Write out again, please, the records below from the first line to the line holding "use std::sync::OnceLock;", inclusive, and nothing else.
___
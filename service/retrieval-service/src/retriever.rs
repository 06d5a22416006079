//! The query pipeline: lexical + dense scoring, min-max normalisation,
//! weighted fusion with score adjustments, keyword rescue, page-level rescue
//! and dedup.

use std::cmp::Ordering;
use std::collections::{BTreeSet, HashMap, HashSet};
use std::sync::OnceLock;

use embedding_provider::embedder::Embedder;
use passage_index::dense::min_max_normalize;
use passage_index::{ChunkIndex, Snapshot};
use passage_model::PassageRecord;
use regex::Regex;
use tracing::{debug, info};

use crate::api::RetrievedPassage;
use crate::llm::expand_query;
use crate::{ServiceError, SidecarConfig};

/// How many best-matching pages the page-level pass considers.
const PAGE_RESCUE_PAGES: usize = 3;

fn time_re() -> &'static Regex {
    static RE: OnceLock<Regex> = OnceLock::new();
    RE.get_or_init(|| {
        Regex::new(r"(?i)\b\d{1,2}:\d{2}\s*(?:a\.m\.|p\.m\.|am|pm)").expect("valid pattern")
    })
}

fn phone_re() -> &'static Regex {
    static RE: OnceLock<Regex> = OnceLock::new();
    RE.get_or_init(|| Regex::new(r"\(\d{3}\)\s*\d{3}[-\s]\d{4}").expect("valid pattern"))
}

fn integer_re() -> &'static Regex {
    static RE: OnceLock<Regex> = OnceLock::new();
    RE.get_or_init(|| Regex::new(r"\b\d+\b").expect("valid pattern"))
}

fn phone_query_re() -> &'static Regex {
    static RE: OnceLock<Regex> = OnceLock::new();
    RE.get_or_init(|| {
        Regex::new(r"(?i)\bphone\b|\bhotline\b|\bnumber\b|\bcontact\b").expect("valid pattern")
    })
}

fn low_priority_section_re() -> &'static Regex {
    static RE: OnceLock<Regex> = OnceLock::new();
    RE.get_or_init(|| {
        Regex::new(
            r"(?i)appendix|faq|glossary|toc|index|job duty card|marshal|election night only|nightly closing",
        )
        .expect("valid pattern")
    })
}

fn low_priority_content_re() -> &'static Regex {
    static RE: OnceLock<Regex> = OnceLock::new();
    RE.get_or_init(|| {
        Regex::new(r"(?i)Appendix\s+\d+|FAQ,? continued|Job Duty Card|Marshal Job Duty")
            .expect("valid pattern")
    })
}

fn rescue_token_re() -> &'static Regex {
    static RE: OnceLock<Regex> = OnceLock::new();
    RE.get_or_init(|| Regex::new(r"[a-z0-9]+(?:[.'-][a-z0-9]+)*").expect("valid pattern"))
}

fn rescue_phone_re() -> &'static Regex {
    static RE: OnceLock<Regex> = OnceLock::new();
    RE.get_or_init(|| Regex::new(r"\(\d{3}\)\s*\d{3}[- ]?\d{4}").expect("valid pattern"))
}

/// All-caps identifiers (optionally trailing Title words): colour codes like
/// `BLUE`, emphasised tokens like `FORMER Address`.
fn caps_term_re() -> &'static Regex {
    static RE: OnceLock<Regex> = OnceLock::new();
    RE.get_or_init(|| Regex::new(r"\b[A-Z]{2,}(?:\s+[A-Z][a-z]+)*\b").expect("valid pattern"))
}

/// Query words too common to count as distinctive during keyword rescue.
const RESCUE_STOP_WORDS: &[&str] = &[
    "the", "and", "for", "are", "was", "how", "what", "when", "where", "who", "does", "can",
    "they", "their", "this", "that", "with", "from", "have", "been", "will", "would", "should",
    "could", "about", "into", "than", "also", "just", "very", "much", "some", "any", "all",
    "each", "which", "there", "these", "those", "other", "your", "after", "before", "between",
    "during", "through", "above", "below", "out", "off", "over", "under", "again", "further",
    "then", "once", "here", "why", "both", "few", "more", "most", "such", "only", "same", "too",
    "but", "not", "own", "its", "our", "you", "has", "had", "did", "get", "got", "let", "may",
    "use", "way", "try", "ask", "put", "say", "take", "come", "make", "like", "know", "see",
    "think", "want", "give", "tell", "call", "keep", "show", "turn", "move", "need", "still",
    "might", "must", "shall", "upon", "onto", "within", "without", "along", "since", "until",
    "while", "whom", "whose",
];

/// Query features that drive additive score adjustments.
struct QuerySignals {
    times: Vec<String>,
    integer_patterns: Vec<Regex>,
    query_has_time: bool,
    asks_phone: bool,
}

impl QuerySignals {
    fn from_query(query: &str) -> Self {
        let mut times: Vec<String> = Vec::new();
        for found in time_re().find_iter(query) {
            let text = found.as_str().to_string();
            if !times.contains(&text) {
                times.push(text);
            }
        }
        let mut integers: Vec<String> = Vec::new();
        for found in integer_re().find_iter(query) {
            let text = found.as_str().to_string();
            if !integers.contains(&text) {
                integers.push(text);
            }
        }
        let integer_patterns = integers
            .iter()
            .map(|n| Regex::new(&format!(r"\b{}\b", regex::escape(n))).expect("valid pattern"))
            .collect();
        Self {
            query_has_time: !times.is_empty(),
            times,
            integer_patterns,
            asks_phone: phone_query_re().is_match(query),
        }
    }

    /// Additive fused-score adjustment for one passage; may be negative.
    fn adjustment(&self, passage: &PassageRecord) -> f32 {
        let raw = &passage.raw_content;
        let raw_lower = raw.to_lowercase();
        let mut adjustment = 0.0f32;

        for time in &self.times {
            if raw_lower.contains(&time.to_lowercase()) {
                adjustment += 0.15;
            }
        }
        for pattern in &self.integer_patterns {
            if pattern.is_match(raw) {
                adjustment += 0.05;
            }
        }
        // Broad boost: a time-bearing chunk for a time-bearing query.
        if self.query_has_time && time_re().is_match(raw) {
            adjustment += 0.05;
        }
        if self.asks_phone && phone_re().is_match(raw) {
            adjustment += 0.3;
        }
        if low_priority_section_re().is_match(&passage.section_title) {
            adjustment -= 0.5;
        }
        if low_priority_content_re().is_match(raw) {
            adjustment -= 0.4;
        }
        adjustment
    }
}

fn push_result(
    results: &mut Vec<RetrievedPassage>,
    chosen: &mut HashSet<usize>,
    index: &ChunkIndex,
    ordinal: usize,
    score: f32,
) {
    if let Some(passage) = index.get(ordinal) {
        results.push(RetrievedPassage {
            chunk_id: passage.chunk_id.0.clone(),
            page_number: passage.page_num,
            section_title: passage.section_title.clone(),
            chunk_content: passage.raw_content.clone(),
            score,
            document_id: passage.doc_id.0.clone(),
            document_name: passage.doc_name.clone(),
        });
        chosen.insert(ordinal);
    }
}

fn sort_scored_desc(scored: &mut [(usize, f32)]) {
    scored.sort_by(|a, b| {
        b.1.partial_cmp(&a.1)
            .unwrap_or(Ordering::Equal)
            .then_with(|| a.0.cmp(&b.0))
    });
}

/// Full query pipeline over one immutable snapshot.
pub fn retrieve(
    snapshot: &Snapshot,
    embedder: &dyn Embedder,
    cfg: &SidecarConfig,
    query: &str,
    top_k: usize,
) -> Result<Vec<RetrievedPassage>, ServiceError> {
    let chunk_index = &snapshot.chunk_index;
    let search_query = expand_query(query);

    let lexical = chunk_index.lexical_scores(search_query);
    let query_vec = embedder
        .embed(query)
        .map_err(|err| ServiceError::Embed(err.to_string()))?;
    let dense = chunk_index.dense_scores(&query_vec);

    let lexical_norm = min_max_normalize(&lexical);
    let dense_norm = min_max_normalize(&dense);

    let signals = QuerySignals::from_query(query);
    let candidates: BTreeSet<usize> = lexical_norm
        .keys()
        .chain(dense_norm.keys())
        .copied()
        .collect();
    let mut fused: Vec<(usize, f32)> = candidates
        .into_iter()
        .filter_map(|ordinal| {
            chunk_index.get(ordinal).map(|passage| {
                let score = cfg.fusion_weight_lexical
                    * lexical_norm.get(&ordinal).copied().unwrap_or(0.0)
                    + cfg.fusion_weight_dense * dense_norm.get(&ordinal).copied().unwrap_or(0.0)
                    + signals.adjustment(passage);
                (ordinal, score)
            })
        })
        .collect();
    sort_scored_desc(&mut fused);
    let fused_lookup: HashMap<usize, f32> = fused.iter().copied().collect();

    let mut results: Vec<RetrievedPassage> = Vec::new();
    let mut chosen: HashSet<usize> = HashSet::new();

    // Primary fill leaves the reserved slots for keyword rescue.
    let primary_budget = top_k.saturating_sub(cfg.reserved_rescue_slots);
    for &(ordinal, score) in &fused {
        if results.len() >= primary_budget {
            break;
        }
        push_result(&mut results, &mut chosen, chunk_index, ordinal, score);
    }

    keyword_rescue(
        query,
        &fused,
        chunk_index,
        cfg,
        top_k,
        &mut results,
        &mut chosen,
    );

    let weak_top = results
        .first()
        .is_some_and(|first| first.score < cfg.low_score_threshold);
    if weak_top && !snapshot.page_index.is_empty() {
        page_rescue(
            snapshot,
            query,
            &query_vec,
            &fused_lookup,
            cfg,
            top_k,
            &mut results,
            &mut chosen,
        );
    }

    info!(query = %query.chars().take(80).collect::<String>(), results = results.len(), "retrieve");
    for (rank, result) in results.iter().enumerate() {
        debug!(
            rank = rank + 1,
            score = result.score,
            page = result.page_number,
            section = %result.section_title,
            doc = %result.document_name,
            preview = %result.chunk_content.chars().take(300).collect::<String>(),
            "result"
        );
    }
    Ok(results)
}

/// Promote candidates carrying distinctive query terms that the fused
/// ranking missed. Candidates are considered in descending fused order.
#[allow(clippy::too_many_arguments)]
fn keyword_rescue(
    query: &str,
    ranked: &[(usize, f32)],
    chunk_index: &ChunkIndex,
    cfg: &SidecarConfig,
    top_k: usize,
    results: &mut Vec<RetrievedPassage>,
    chosen: &mut HashSet<usize>,
) {
    if cfg.reserved_rescue_slots == 0 {
        return;
    }

    let query_lower = query.to_lowercase();
    let mut tokens: Vec<String> = Vec::new();
    for found in rescue_token_re().find_iter(&query_lower) {
        let word = found.as_str();
        if word.len() >= 3
            && !RESCUE_STOP_WORDS.contains(&word)
            && !tokens.iter().any(|t| t == word)
        {
            tokens.push(word.to_string());
        }
    }
    let threshold = 2usize.max(tokens.len() / 2);

    let mut high_value: Vec<String> = rescue_phone_re()
        .find_iter(query)
        .map(|m| m.as_str().to_string())
        .collect();
    high_value.extend(
        caps_term_re()
            .find_iter(query)
            .map(|m| m.as_str().to_string()),
    );

    let mut added = 0usize;
    for &(ordinal, score) in ranked {
        if added >= cfg.reserved_rescue_slots || results.len() >= top_k {
            break;
        }
        if chosen.contains(&ordinal) {
            continue;
        }
        let Some(passage) = chunk_index.get(ordinal) else {
            continue;
        };
        let combined = format!(
            "{} {}",
            passage.raw_content.to_lowercase(),
            passage.contextual_content.to_lowercase()
        );
        let pattern_hit = high_value
            .iter()
            .any(|term| combined.contains(&term.to_lowercase()));
        let token_hits = tokens
            .iter()
            .filter(|word| combined.contains(word.as_str()))
            .count();
        if pattern_hit || token_hits >= threshold {
            debug!(chunk = %passage.chunk_id, pattern_hit, token_hits, "keyword rescue");
            push_result(results, chosen, chunk_index, ordinal, score);
            added += 1;
        }
    }
}

/// When the top fused score is weak, consult the page-level index and inject
/// the best-fused chunk of each top page not already represented.
#[allow(clippy::too_many_arguments)]
fn page_rescue(
    snapshot: &Snapshot,
    query: &str,
    query_vec: &[f32],
    fused_lookup: &HashMap<usize, f32>,
    cfg: &SidecarConfig,
    top_k: usize,
    results: &mut Vec<RetrievedPassage>,
    chosen: &mut HashSet<usize>,
) {
    let page_index = &snapshot.page_index;
    let lexical = page_index.lexical_scores(query);
    let dense = page_index.dense_scores(query_vec);
    let lexical_norm = min_max_normalize(&lexical);
    let dense_norm = min_max_normalize(&dense);

    let candidates: BTreeSet<usize> = lexical_norm
        .keys()
        .chain(dense_norm.keys())
        .copied()
        .collect();
    let mut fused_pages: Vec<(usize, f32)> = candidates
        .into_iter()
        .map(|ordinal| {
            let score = cfg.fusion_weight_lexical
                * lexical_norm.get(&ordinal).copied().unwrap_or(0.0)
                + cfg.fusion_weight_dense * dense_norm.get(&ordinal).copied().unwrap_or(0.0);
            (ordinal, score)
        })
        .collect();
    sort_scored_desc(&mut fused_pages);
    fused_pages.truncate(PAGE_RESCUE_PAGES);

    let represented: HashSet<(String, u32)> = results
        .iter()
        .map(|result| (result.document_id.clone(), result.page_number))
        .collect();

    for (page_ordinal, _) in fused_pages {
        if results.len() >= top_k {
            break;
        }
        let Some(page) = page_index.get(page_ordinal) else {
            continue;
        };
        if represented.contains(&(page.doc_id.0.clone(), page.page_num)) {
            continue;
        }

        let mut best: Option<(usize, f32)> = None;
        for (ordinal, passage) in snapshot.chunk_index.passages().iter().enumerate() {
            if chosen.contains(&ordinal)
                || passage.doc_id != page.doc_id
                || passage.page_num != page.page_num
            {
                continue;
            }
            let score = fused_lookup.get(&ordinal).copied().unwrap_or(0.0);
            match best {
                Some((_, best_score)) if best_score >= score => {}
                _ => best = Some((ordinal, score)),
            }
        }
        if let Some((ordinal, score)) = best {
            info!(page = page.page_num, title = %page.title, "page rescue injected chunk");
            push_result(results, chosen, &snapshot.chunk_index, ordinal, score);
        }
    }
}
___
Answer for the task:
filename service/retrieval-service/src/retriever.rs
repository 06d5a22416006079
//! The query pipeline: lexical + dense scoring, min-max normalisation,
//! weighted fusion with score adjustments, keyword rescue, page-level rescue
//! and dedup.

use std::cmp::Ordering;
use std::collections::{BTreeSet, HashMap, HashSet};
use std::sync::OnceLock;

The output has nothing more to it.